Once thought to be a children’s holiday, Halloween is now almost as popular with adults. According to Nicholas Rogers, author of Halloween: From Pagan Ritual to Party Night, “Halloween at the end of the millennium has become a major party night for adults, arguably the most important after New Year’s Eve. . . . The amount of money spent on Halloween has more than doubled in the last decade, making it the second retail bonanza after Christmas.”


Halloween is a corruption of All Hallows Eve, which is observed the night before All Saints Day (All Hallows Day). Like other Christian holy days, Halloween was adapted from a pagan holy day, in this case the Celtic feast of Samhain (pronounced sow-end). On Samhain, the Celts believed, the spirit world and the mortal realm come into close contact and spirits can slip out of their domain in order to visit us. The ancient Celts tried to ward off the Samhain spirits by offering them gifts or scaring them away with jack-o-lanterns. Others dressed up in fantastic costumes to impersonate and confuse the wandering spirits.

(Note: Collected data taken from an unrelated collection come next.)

//! Query-string validation. Every check here runs before any store access.

use super::ApiError;
use crate::domain::{MAX_YEAR, MIN_YEAR, Month, MonthSelection};

pub const DEFAULT_PAGE: u64 = 1;
pub const DEFAULT_PER_PAGE: u64 = 10;
pub const MAX_PER_PAGE: u64 = 100;

/// Treats absent and blank parameters alike.
fn present(raw: Option<&str>) -> Option<&str> {
    raw.map(str::trim).filter(|s| !s.is_empty())
}

pub fn validate_month(raw: Option<&str>) -> Result<Month, ApiError> {
    let raw = present(raw).ok_or_else(|| ApiError::validation("month is required"))?;

    raw.parse::<u32>()
        .ok()
        .and_then(Month::new)
        .ok_or_else(|| {
            ApiError::validation(format!(
                "Invalid month: {}. Month must be an integer between 1 and 12",
                raw
            ))
        })
}

pub fn validate_year(raw: Option<&str>) -> Result<Option<i32>, ApiError> {
    let Some(raw) = present(raw) else {
        return Ok(None);
    };

    match raw.parse::<i32>() {
        Ok(year) if (MIN_YEAR..=MAX_YEAR).contains(&year) => Ok(Some(year)),
        _ => Err(ApiError::validation(format!(
            "Invalid year: {}. Year must be between {} and {}",
            raw, MIN_YEAR, MAX_YEAR
        ))),
    }
}

/// A required month with an optional year.
pub fn validate_month_selection(
    month: Option<&str>,
    year: Option<&str>,
) -> Result<MonthSelection, ApiError> {
    let month = validate_month(month)?;
    Ok(match validate_year(year)? {
        Some(year) => MonthSelection::in_year(month, year),
        None => MonthSelection::new(month),
    })
}

/// Like [`validate_month_selection`] but a missing month means "no month
/// filter". A year without a month is rejected.
pub fn validate_optional_month_selection(
    month: Option<&str>,
    year: Option<&str>,
) -> Result<Option<MonthSelection>, ApiError> {
    if present(month).is_none() {
        if present(year).is_some() {
            return Err(ApiError::validation("year requires month"));
        }
        return Ok(None);
    }

    validate_month_selection(month, year).map(Some)
}

pub fn validate_page(raw: Option<&str>) -> Result<u64, ApiError> {
    let Some(raw) = present(raw) else {
        return Ok(DEFAULT_PAGE);
    };

    match raw.parse::<u64>() {
        Ok(page) if page >= 1 => Ok(page),
        _ => Err(ApiError::validation(format!(
            "Invalid page: {}. Page must be a positive integer",
            raw
        ))),
    }
}

pub fn validate_per_page(raw: Option<&str>) -> Result<u64, ApiError> {
    let Some(raw) = present(raw) else {
        return Ok(DEFAULT_PER_PAGE);
    };

    match raw.parse::<u64>() {
        Ok(per_page) if (1..=MAX_PER_PAGE).contains(&per_page) => Ok(per_page),
        _ => Err(ApiError::validation(format!(
            "Invalid perPage: {}. perPage must be between 1 and {}",
            raw, MAX_PER_PAGE
        ))),
    }
}
//! Liveness and readiness probes.

use axum::{
    Json,
    extract::State,
    http::StatusCode,
    response::{IntoResponse, Response},
};
use serde::Serialize;
use std::sync::Arc;

use super::{ApiResponse, AppState};

#[derive(Debug, Serialize)]
pub struct HealthLiveResponse {
    pub status: &'static str,
    pub version: &'static str,
    pub uptime_seconds: u64,
}

#[derive(Debug, Serialize)]
pub struct HealthReadinessChecks {
    pub database: bool,
}

#[derive(Debug, Serialize)]
pub struct HealthReadyResponse {
    pub ready: bool,
    pub checks: HealthReadinessChecks,
}

/// `GET /health/live`
pub async fn health_live(State(state): State<Arc<AppState>>) -> impl IntoResponse {
    Json(ApiResponse::success(HealthLiveResponse {
        status: "alive",
        version: env!("CARGO_PKG_VERSION"),
        uptime_seconds: state.start_time.elapsed().as_secs(),
    }))
}

/// `GET /health/ready`
///
/// 503 when the store does not answer a ping.
pub async fn health_ready(State(state): State<Arc<AppState>>) -> Response {
    let database = state.store().ping().await.is_ok();

    let status = if database {
        StatusCode::OK
    } else {
        StatusCode::SERVICE_UNAVAILABLE
    };

    (
        status,
        Json(ApiResponse::success(HealthReadyResponse {
            ready: database,
            checks: HealthReadinessChecks { database },
        })),
    )
        .into_response()
}
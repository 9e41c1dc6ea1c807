pub use super::sale_records::Entity as SaleRecords;
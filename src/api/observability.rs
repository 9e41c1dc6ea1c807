use crate::api::AppState;
use axum::{extract::State, response::IntoResponse};
use std::sync::Arc;

/// `GET /metrics`
pub async fn get_metrics(State(state): State<Arc<AppState>>) -> impl IntoResponse {
    state.prometheus_handle.as_ref().map_or_else(
        || "Metrics not enabled or failed to initialize".to_string(),
        metrics_exporter_prometheus::PrometheusHandle::render,
    )
}

use axum::{extract::Request, middleware::Next, response::Response};
use std::time::Instant;
use tracing::{Instrument, info, info_span};
use uuid::Uuid;

/// Wraps each request in a span carrying a fresh request id and records the
/// request counter and latency histogram once the response is ready.
pub async fn logging_middleware(req: Request, next: Next) -> Response {
    let start = Instant::now();
    let request_id = Uuid::new_v4().to_string();

    let method = req.method().to_string();
    let path = req.uri().path().to_string();
    let query = req.uri().query().map(ToString::to_string);

    let route = req
        .extensions()
        .get::<axum::extract::MatchedPath>()
        .map(|mp| mp.as_str().to_string());

    let user_agent = req
        .headers()
        .get("user-agent")
        .and_then(|h| h.to_str().ok())
        .unwrap_or("unknown")
        .to_string();

    let span = info_span!(
        "request",
        request_id = %request_id,
        method = %method,
        path = %path,
        route = route.clone(),
    );

    async move {
        let response = next.run(req).await;

        let elapsed = start.elapsed();
        let duration_ms = u64::try_from(elapsed.as_millis()).unwrap_or(u64::MAX);
        let status = response.status().as_u16();

        let outcome = match status {
            500.. => "error",
            400..=499 => "client_error",
            _ => "success",
        };

        // Unmatched paths share one label to keep cardinality bounded
        let metrics_path = route.as_deref().unwrap_or("unmatched");

        let labels = [
            ("method", method.clone()),
            ("path", metrics_path.to_string()),
            ("status", status.to_string()),
        ];

        metrics::counter!("http_requests_total", &labels).increment(1);
        metrics::histogram!("http_request_duration_seconds", &labels)
            .record(elapsed.as_secs_f64());

        info!(
            event = "http_request_finished",
            duration_ms,
            status_code = status,
            query = query.as_deref().unwrap_or(""),
            user_agent = %user_agent,
            outcome = %outcome,
            "Request finished"
        );

        response
    }
    .instrument(span)
    .await
}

In Another Mother Tongue, her cultural history of our peoples, Judy Grahn wrote about Halloween and its significance to us. Halloween, Grahn wrote, is a special holiday for GLBT people, who in many societies served as priests, witches, shamans, healers and intermediaries between the mortal and spirit worlds, “Impersonating a spirit is the only safe way to travel outdoors on Halloween. And who could better imitate spirits than the gay people whose traditional priestly role required just such intercourse with the spirit world? . . . The qualities of impersonation,” Grahn concluded, “and the dangerous business of crossing over from one world to another help explain why Halloween is the most significant gay holiday.”


Though the Protestant reformers tried to suppress All Hallows Day observances as being both pagan and papist, Halloween emerged as a secular holiday during the 19th and 20th centuries. And while Halloween is enjoyed by everyone, “it has been the gay community,” Rogers tells us, “that has most flamboyantly exploited Halloween’s potential as a transgressive festival, as one that operates outside or on the margins of orthodox time, space, and hierarchy. Indeed, it is the gay community that has been arguably most responsible for Halloween’s adult rejuvenation.”


According to William Stewart, “Hallowe’en has always been a time of year when the gay communities experienced greater freedoms. . . . Even in the 1940s and 1950s when police harassment of gay bars was at its height, Hallowe’en was the one fairy-tale evening when the drag queens could come out with impunity.”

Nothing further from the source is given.